Saved data entries =>
-- Opening Marker --

pub mod catalog;
pub mod downloader;
pub mod fetcher;
pub mod libme;
pub mod payload;
pub mod processor;
pub mod script;

pub use catalog::build_catalog;
pub use downloader::ImageDownloader;
pub use fetcher::{HttpFetcher, PageFetcher};
pub use libme::{LibMeParser, LibMeSite};
pub use processor::ChapterProcessor;

use async_trait::async_trait;
use tokio_util::sync::CancellationToken;

use crate::error::Result;
use crate::models::Novel;
use crate::utils::ChapterSelection;

/// One supported source site.
///
/// Implementations only produce data; merging, cataloguing and assembly do not
/// depend on which site a novel came from.
#[async_trait]
pub trait NovelParser: Send + Sync {
    /// Human-readable site name.
    fn site_name(&self) -> &str;

    fn validate_url(&self, url: &str) -> bool;

    /// Canonical novel URL for any page of the novel on this site.
    fn prepare_url(&self, url: &str) -> String;

    /// Fetches metadata and the chapter catalogue and merges them into `novel`.
    ///
    /// A page without recognizable data leaves `novel` untouched.
    async fn parse_common_info(&self, novel: &mut Novel, token: &CancellationToken) -> Result<()>;

    /// Downloads the bodies of the selected chapters of `branch`.
    async fn load_chapters(
        &self,
        novel: &mut Novel,
        branch: &str,
        selection: &ChapterSelection,
        include_images: bool,
        token: &CancellationToken,
    ) -> Result<usize>;
}

/// First parser that accepts `url`.
pub fn find_parser<'a>(parsers: &'a [Box<dyn NovelParser>], url: &str) -> Option<&'a dyn NovelParser> {
    parsers
        .iter()
        .find(|parser| parser.validate_url(url))
        .map(|parser| parser.as_ref())
}
//! Locale-aware numeric parsing.
//!
//! Spreadsheet feeds deliver amounts as Italian-formatted text such as
//! `"€ 1.234,56"` or `"12,5%"`. The rules are:
//!
//! 1. Anything that is not a string yields `0`.
//! 2. `€`, `%` and whitespace are stripped.
//! 3. `.` is a thousands separator and is removed.
//! 4. `,` is the decimal separator and becomes `.`.
//! 5. The longest leading float literal is parsed; no literal yields `0`.
//!
//! Rule 1 discards values that are already numeric. Callers holding typed
//! numbers must not route them through [`parse_numeric`].

use serde_json::Value;

/// Parses a loosely typed cell value.
///
/// Returns `0.0` for non-string values and for strings that contain no
/// parseable number.
///
/// # Example
///
/// ```rust
/// use folio_core::numeric::parse_numeric;
/// use serde_json::json;
///
/// assert_eq!(parse_numeric(&json!("1.234,56")), 1234.56);
/// assert_eq!(parse_numeric(&json!(5)), 0.0);
/// ```
#[must_use]
pub fn parse_numeric(value: &Value) -> f64 {
    match value {
        Value::String(s) => parse_numeric_str(s),
        _ => 0.0,
    }
}

/// Parses a locale-formatted string, defaulting to `0.0`.
#[must_use]
pub fn parse_numeric_str(s: &str) -> f64 {
    parse_locale_number(s).unwrap_or(0.0)
}

/// Parses a locale-formatted string.
///
/// Returns `None` when the cleaned text has no leading float literal or the
/// literal is not finite.
#[must_use]
pub fn parse_locale_number(s: &str) -> Option<f64> {
    let cleaned: String = s
        .chars()
        .filter(|c| *c != '€' && *c != '%' && *c != '.' && !c.is_whitespace())
        .map(|c| if c == ',' { '.' } else { c })
        .collect();

    let literal = leading_float(&cleaned)?;
    literal.parse::<f64>().ok().filter(|v| v.is_finite())
}

/// Returns the longest prefix of `s` of the form
/// `[+-]? (digits [. digits*] | . digits) ([eE] [+-]? digits)?`.
fn leading_float(s: &str) -> Option<&str> {
    let bytes = s.as_bytes();
    let mut i = 0;

    if matches!(bytes.first(), Some(b'+' | b'-')) {
        i += 1;
    }

    let int_start = i;
    while i < bytes.len() && bytes[i].is_ascii_digit() {
        i += 1;
    }
    let mut digits = i - int_start;

    if i < bytes.len() && bytes[i] == b'.' {
        let frac_start = i + 1;
        let mut j = frac_start;
        while j < bytes.len() && bytes[j].is_ascii_digit() {
            j += 1;
        }
        if digits > 0 || j > frac_start {
            digits += j - frac_start;
            i = j;
        }
    }

    if digits == 0 {
        return None;
    }

    if i < bytes.len() && matches!(bytes[i], b'e' | b'E') {
        let mut j = i + 1;
        if matches!(bytes.get(j), Some(b'+' | b'-')) {
            j += 1;
        }
        let exp_start = j;
        while j < bytes.len() && bytes[j].is_ascii_digit() {
            j += 1;
        }
        if j > exp_start {
            i = j;
        }
    }

    Some(&s[..i])
}

#[cfg(test)]
mod tests {
    use super::*;
    use approx::assert_relative_eq;
    use proptest::prelude::*;
    use serde_json::json;

    #[test]
    fn test_canonical_forms() {
        assert_relative_eq!(parse_numeric(&json!("1.234,56")), 1234.56);
        assert_relative_eq!(parse_numeric(&json!("€ 1.234,56")), 1234.56);
        assert_relative_eq!(parse_numeric(&json!("12,5%")), 12.5);
    }

    #[test]
    fn test_non_string_yields_zero() {
        assert_eq!(parse_numeric(&json!(5)), 0.0);
        assert_eq!(parse_numeric(&json!(12.5)), 0.0);
        assert_eq!(parse_numeric(&json!(true)), 0.0);
        assert_eq!(parse_numeric(&Value::Null), 0.0);
        assert_eq!(parse_numeric(&json!(["1"])), 0.0);
    }

    #[test]
    fn test_empty_and_symbol_only() {
        assert_eq!(parse_numeric_str(""), 0.0);
        assert_eq!(parse_numeric_str("€ %"), 0.0);
        assert_eq!(parse_numeric_str("   "), 0.0);
        assert_eq!(parse_locale_number("€"), None);
    }

    #[test]
    fn test_negative_and_signed() {
        assert_relative_eq!(parse_numeric_str("-1.000,25 €"), -1000.25);
        assert_relative_eq!(parse_numeric_str("+3,5%"), 3.5);
        assert_relative_eq!(parse_numeric_str("-0,4 %"), -0.4);
    }

    #[test]
    fn test_thousands_only() {
        // A lone dot is always a thousands separator
        assert_relative_eq!(parse_numeric_str("1.234"), 1234.0);
        assert_relative_eq!(parse_numeric_str("12.345.678"), 12_345_678.0);
    }

    #[test]
    fn test_leading_prefix_semantics() {
        assert_relative_eq!(parse_numeric_str("100 USD"), 100.0);
        assert_relative_eq!(parse_numeric_str("1,2,3"), 1.2);
        assert_relative_eq!(parse_numeric_str(",5"), 0.5);
        assert_eq!(parse_numeric_str("USD 100"), 0.0);
        assert_eq!(parse_numeric_str("N/A"), 0.0);
        assert_eq!(parse_numeric_str("-"), 0.0);
    }

    #[test]
    fn test_exponent() {
        assert_relative_eq!(parse_numeric_str("1e3"), 1000.0);
        assert_relative_eq!(parse_numeric_str("2,5E-2"), 0.025);
        // Dangling exponent marker is ignored
        assert_relative_eq!(parse_numeric_str("7e"), 7.0);
    }

    #[test]
    fn test_non_breaking_space() {
        assert_relative_eq!(parse_numeric_str("1.000,00\u{a0}€"), 1000.0);
    }

    #[test]
    fn test_overflow_is_not_a_number() {
        assert_eq!(parse_locale_number("1e999"), None);
        assert_eq!(parse_numeric_str("1e999"), 0.0);
    }

    fn format_italian(units: u64, cents: u64) -> String {
        let digits = units.to_string();
        let mut grouped = String::new();
        for (i, ch) in digits.chars().enumerate() {
            if i > 0 && (digits.len() - i) % 3 == 0 {
                grouped.push('.');
            }
            grouped.push(ch);
        }
        format!("€ {},{:02}", grouped, cents)
    }

    proptest! {
        #[test]
        fn prop_italian_currency_roundtrip(units in 0u64..10_000_000_000, cents in 0u64..100) {
            let text = format_italian(units, cents);
            let expected = units as f64 + cents as f64 / 100.0;
            let parsed = parse_numeric_str(&text);
            prop_assert!((parsed - expected).abs() <= expected.abs() * 1e-12 + 1e-9);
        }

        #[test]
        fn prop_never_nan(s in ".*") {
            let v = parse_numeric_str(&s);
            prop_assert!(v.is_finite());
        }
    }
}
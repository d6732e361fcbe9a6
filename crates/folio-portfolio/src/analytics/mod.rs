//! Portfolio analytics calculations.
//!
//! This module provides analytics over enriched holdings:
//!
//! - **Exposure**: Market value, cost, weighted beta, weighted YTD return
//! - **History**: Forward-filled portfolio value series and daily returns
//! - **Risk**: Return statistics, Sharpe ratio, risk level
//! - **Returns**: Per-holding gain and loss
//! - **Income**: Dividends received and projected
//!
//! Every function is total: missing inputs degrade to zero or to the
//! documented default instead of failing.

mod exposure;
mod history;
mod income;
pub mod parallel;
mod returns;
mod risk;
mod summary;

pub use exposure::*;
pub use history::*;
pub use income::*;
pub use returns::*;
pub use risk::*;
pub use summary::*;
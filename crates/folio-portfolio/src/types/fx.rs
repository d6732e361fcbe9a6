//! FX conversion to the reporting currency.

use folio_core::Currency;
use rust_decimal::Decimal;
use serde::{Deserialize, Serialize};
use std::collections::HashMap;

/// Conversion rates from instrument currencies into a base currency.
///
/// A rate converts one unit of the instrument currency into base currency
/// units. Lookups never fail: the base currency, currencies whose rate could
/// not be fetched, and non-positive rates all convert at 1.
#[derive(Debug, Clone, PartialEq, Serialize, Deserialize)]
pub struct FxRates {
    /// Reporting currency.
    pub base: Currency,
    /// Known rates by currency.
    #[serde(default)]
    pub rates: HashMap<Currency, Decimal>,
}

impl FxRates {
    /// Creates an empty rate table for a base currency.
    #[must_use]
    pub fn new(base: Currency) -> Self {
        Self {
            base,
            rates: HashMap::new(),
        }
    }

    /// Adds a rate.
    #[must_use]
    pub fn with_rate(mut self, currency: Currency, rate: Decimal) -> Self {
        self.rates.insert(currency, rate);
        self
    }

    /// Inserts or replaces a rate.
    pub fn insert(&mut self, currency: Currency, rate: Decimal) {
        self.rates.insert(currency, rate);
    }

    /// Returns the conversion rate for a currency.
    #[must_use]
    pub fn rate(&self, currency: Currency) -> Decimal {
        if currency == self.base {
            return Decimal::ONE;
        }
        match self.rates.get(&currency) {
            Some(rate) if *rate > Decimal::ZERO => *rate,
            _ => Decimal::ONE,
        }
    }

    /// Returns true if a usable rate is known (always true for the base).
    #[must_use]
    pub fn has_rate(&self, currency: Currency) -> bool {
        currency == self.base || self.rates.get(&currency).is_some_and(|r| *r > Decimal::ZERO)
    }
}

impl Default for FxRates {
    fn default() -> Self {
        Self::new(Currency::default())
    }
}
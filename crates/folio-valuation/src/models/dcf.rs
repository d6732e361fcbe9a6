//! Discounted cash flow valuation.
//!
//! ## Formula
//!
//! ```text
//! FCF_t  = FCF_0 × (1 + g)^t                     t = 1..n
//! TV     = FCF_n × (1 + g_t) / (r − g_t)
//! EV     = Σ FCF_t / (1 + r)^t + TV / (1 + r)^n
//! Equity = EV + cash − debt
//! Value  = Equity / diluted shares
//! ```

use serde::{Deserialize, Serialize};

use crate::error::{
    require_finite, require_positive, require_spread, ValuationError, ValuationResult,
};
use crate::types::{FinancialSnapshot, ValuationAssumptions};

/// Company figures the DCF needs.
#[derive(Debug, Clone, Copy, PartialEq, Serialize, Deserialize)]
pub struct DcfInputs {
    /// Base-year free cash flow.
    pub free_cash_flow: f64,
    /// Cash and equivalents.
    pub cash: f64,
    /// Total debt.
    pub debt: f64,
    /// Diluted share count.
    pub diluted_shares: f64,
}

impl DcfInputs {
    /// Extracts DCF inputs from statements.
    ///
    /// # Errors
    ///
    /// Returns an error if free cash flow or share count is unavailable.
    pub fn from_snapshot(snapshot: &FinancialSnapshot) -> ValuationResult<Self> {
        Ok(Self {
            free_cash_flow: snapshot
                .free_cash_flow()
                .ok_or_else(|| ValuationError::missing("free_cash_flow"))?,
            cash: snapshot.cash(),
            debt: snapshot.debt(),
            diluted_shares: snapshot
                .diluted_shares()
                .ok_or_else(|| ValuationError::missing("diluted_shares"))?,
        })
    }
}

/// DCF result with its intermediate figures.
#[derive(Debug, Clone, PartialEq, Serialize, Deserialize)]
pub struct DcfValuation {
    /// Projected free cash flows, years 1..n.
    pub projected_cash_flows: Vec<f64>,
    /// Present value of the projected flows.
    pub present_value_of_cash_flows: f64,
    /// Terminal value at year n.
    pub terminal_value: f64,
    /// Terminal value discounted to today.
    pub present_value_of_terminal: f64,
    /// Enterprise value.
    pub enterprise_value: f64,
    /// Enterprise value plus cash minus debt.
    pub equity_value: f64,
    /// Equity value per diluted share. May be negative for indebted
    /// companies.
    pub fair_value_per_share: f64,
}

/// Values a company by discounting projected free cash flows.
///
/// # Errors
///
/// Returns an error if the discount rate does not exceed the terminal growth
/// rate or the share count is not positive.
pub fn discounted_cash_flow(
    inputs: &DcfInputs,
    assumptions: &ValuationAssumptions,
) -> ValuationResult<DcfValuation> {
    let r = assumptions.discount_rate;
    let g = assumptions.growth_rate;
    let g_t = assumptions.terminal_growth_rate;
    let n = assumptions.projection_years.max(1);

    let spread = require_spread(r, g_t)?;
    let shares = require_positive("diluted_shares", inputs.diluted_shares)?;
    if r <= -1.0 {
        return Err(ValuationError::non_positive("1 + discount_rate", 1.0 + r));
    }

    let mut projected_cash_flows = Vec::with_capacity(n as usize);
    let mut present_value_of_cash_flows = 0.0;
    let mut fcf = inputs.free_cash_flow;
    let mut discount = 1.0;

    for _ in 0..n {
        fcf *= 1.0 + g;
        discount *= 1.0 + r;
        projected_cash_flows.push(fcf);
        present_value_of_cash_flows += fcf / discount;
    }

    let terminal_value = fcf * (1.0 + g_t) / spread;
    let present_value_of_terminal = terminal_value / discount;
    let enterprise_value = present_value_of_cash_flows + present_value_of_terminal;
    let equity_value = enterprise_value + inputs.cash - inputs.debt;
    let fair_value_per_share = require_finite("DCF", equity_value / shares)?;

    Ok(DcfValuation {
        projected_cash_flows,
        present_value_of_cash_flows,
        terminal_value,
        present_value_of_terminal,
        enterprise_value,
        equity_value,
        fair_value_per_share,
    })
}
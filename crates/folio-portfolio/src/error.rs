//! Error types for portfolio analytics.
//!
//! Errors are raised when holdings are constructed or ingested. Analytics
//! functions are total and never return them.

use folio_core::CoreError;
use thiserror::Error;

use crate::market::SourceError;

/// Result type for portfolio operations.
pub type PortfolioResult<T> = Result<T, PortfolioError>;

/// Errors that can occur during portfolio operations.
#[derive(Error, Debug, Clone)]
pub enum PortfolioError {
    /// Missing required field during construction.
    #[error("Missing required field: {field}")]
    MissingField {
        /// The name of the missing field.
        field: String,
    },

    /// Invalid holding data.
    #[error("Invalid holding '{symbol}': {reason}")]
    InvalidHolding {
        /// The holding symbol.
        symbol: String,
        /// The reason the holding is invalid.
        reason: String,
    },

    /// Market data source failure.
    #[error("Market data error: {0}")]
    MarketData(#[from] SourceError),

    /// Core type error (currency, date, schema).
    #[error(transparent)]
    Core(#[from] CoreError),
}

impl PortfolioError {
    /// Create a missing field error.
    #[must_use]
    pub fn missing_field(field: impl Into<String>) -> Self {
        Self::MissingField {
            field: field.into(),
        }
    }

    /// Create an invalid holding error.
    #[must_use]
    pub fn invalid_holding(symbol: impl Into<String>, reason: impl Into<String>) -> Self {
        Self::InvalidHolding {
            symbol: symbol.into(),
            reason: reason.into(),
        }
    }
}
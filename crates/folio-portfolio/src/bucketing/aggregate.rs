//! Generic group-and-sum aggregation.

use serde::{Deserialize, Serialize};
use std::collections::HashMap;

/// Summed value for one category.
#[derive(Debug, Clone, PartialEq, Serialize, Deserialize)]
pub struct AggregationBucket {
    /// Category label.
    pub category: String,
    /// Sum of the value field over records in this category.
    pub total_value: f64,
}

/// Groups records by a label and sums a value per group.
///
/// Buckets appear in the order their category was first seen. A label that
/// is `None`, empty or only whitespace counts as `default_label`.
///
/// # Arguments
///
/// * `records` - Records to aggregate
/// * `key` - Extracts the category label
/// * `value` - Extracts the amount to sum
/// * `default_label` - Category for records with no label
#[must_use]
pub fn aggregate_by<T, K, V>(
    records: &[T],
    key: K,
    value: V,
    default_label: &str,
) -> Vec<AggregationBucket>
where
    K: Fn(&T) -> Option<&str>,
    V: Fn(&T) -> f64,
{
    let mut buckets: Vec<AggregationBucket> = Vec::new();
    let mut index: HashMap<String, usize> = HashMap::new();

    for record in records {
        let label = key(record)
            .map(str::trim)
            .filter(|l| !l.is_empty())
            .unwrap_or(default_label);
        let amount = value(record);

        match index.get(label) {
            Some(&i) => buckets[i].total_value += amount,
            None => {
                index.insert(label.to_string(), buckets.len());
                buckets.push(AggregationBucket {
                    category: label.to_string(),
                    total_value: amount,
                });
            }
        }
    }

    buckets
}

/// Keeps only buckets with a strictly positive total.
///
/// Charts only plot positive slices; zero and negative totals are dropped.
#[must_use]
pub fn positive_buckets(buckets: Vec<AggregationBucket>) -> Vec<AggregationBucket> {
    buckets.into_iter().filter(|b| b.total_value > 0.0).collect()
}

/// A bucket with its share of the distribution.
#[derive(Debug, Clone, PartialEq, Serialize, Deserialize)]
pub struct WeightedBucket {
    /// Category label.
    pub category: String,
    /// Summed value in reporting currency.
    pub total_value: f64,
    /// Number of records in the bucket.
    pub count: usize,
    /// Weight as percentage of the distribution total (0-100).
    pub weight_pct: f64,
}

/// Distribution of values across categories.
#[derive(Debug, Clone, Default, PartialEq, Serialize, Deserialize)]
pub struct Distribution {
    /// Buckets in first-seen order.
    pub buckets: Vec<WeightedBucket>,
    /// Sum over all buckets.
    pub total_value: f64,
}

impl Distribution {
    /// Builds a distribution from records.
    ///
    /// Weights are relative to the sum of all buckets, positive or not.
    #[must_use]
    pub fn from_records<T, K, V>(records: &[T], key: K, value: V, default_label: &str) -> Self
    where
        K: Fn(&T) -> Option<&str>,
        V: Fn(&T) -> f64,
    {
        let sums = aggregate_by(records, &key, &value, default_label);
        let counts = aggregate_by(records, &key, |_| 1.0, default_label);

        let total_value: f64 = sums.iter().map(|b| b.total_value).sum();

        let buckets = sums
            .into_iter()
            .zip(counts)
            .map(|(sum, count)| WeightedBucket {
                weight_pct: if total_value == 0.0 {
                    0.0
                } else {
                    sum.total_value / total_value * 100.0
                },
                category: sum.category,
                total_value: sum.total_value,
                count: count.total_value as usize,
            })
            .collect();

        Self {
            buckets,
            total_value,
        }
    }

    /// Returns the bucket for a category.
    #[must_use]
    pub fn get(&self, category: &str) -> Option<&WeightedBucket> {
        self.buckets.iter().find(|b| b.category == category)
    }

    /// Returns only strictly positive buckets.
    #[must_use]
    pub fn chartable(&self) -> Vec<&WeightedBucket> {
        self.buckets.iter().filter(|b| b.total_value > 0.0).collect()
    }

    /// Returns all buckets sorted by value descending.
    #[must_use]
    pub fn sorted_by_value(&self) -> Vec<&WeightedBucket> {
        let mut result: Vec<_> = self.buckets.iter().collect();
        result.sort_by(|a, b| {
            b.total_value
                .partial_cmp(&a.total_value)
                .unwrap_or(std::cmp::Ordering::Equal)
        });
        result
    }

    /// Plain category totals, for chart series.
    #[must_use]
    pub fn to_buckets(&self) -> Vec<AggregationBucket> {
        self.buckets
            .iter()
            .map(|b| AggregationBucket {
                category: b.category.clone(),
                total_value: b.total_value,
            })
            .collect()
    }

    /// Returns the number of distinct categories.
    #[must_use]
    pub fn bucket_count(&self) -> usize {
        self.buckets.len()
    }
}
//! Dividend history records.

use folio_core::Date;
use serde::{Deserialize, Serialize};

/// A single dividend event.
#[derive(Debug, Clone, Copy, PartialEq, Serialize, Deserialize)]
pub struct DividendPayment {
    /// Ex-dividend date.
    pub date: Date,
    /// Payment date, when the feed reports it.
    #[serde(default)]
    pub payment_date: Option<Date>,
    /// Cash amount per share in the instrument's currency.
    pub dividend_per_share: f64,
}

impl DividendPayment {
    /// Creates a dividend without a payment date.
    #[must_use]
    pub fn new(date: Date, dividend_per_share: f64) -> Self {
        Self {
            date,
            payment_date: None,
            dividend_per_share,
        }
    }
}
//! Domain types for portfolio analytics.
//!
//! This module provides type-safe representations of portfolio concepts:
//!
//! - [`Position`]: A user-entered position as read from the holdings sheet
//! - [`Holding`]: A position enriched with market data
//! - [`Classification`]: Sector, country and rating labels
//! - [`FxRates`]: Conversion rates to the reporting currency
//! - [`AnalyticsConfig`]: Configuration for analytics computation

mod classification;
mod config;
mod dividend;
mod fx;
mod holding;
mod position;

pub use classification::Classification;
pub use config::{AnalyticsConfig, DEFAULT_BUCKET_LABEL};
pub use dividend::DividendPayment;
pub use fx::FxRates;
pub(crate) use holding::checked_product;
pub use holding::{Holding, HoldingBuilder};
pub use position::{positions_from_rows, Position};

-- Closing Marker --

Exercise aim =>
Check every line of the data above for the string "libme", and copy those that have it.

Solution below =>
pub mod libme;
pub use libme::{LibMeParser, LibMeSite};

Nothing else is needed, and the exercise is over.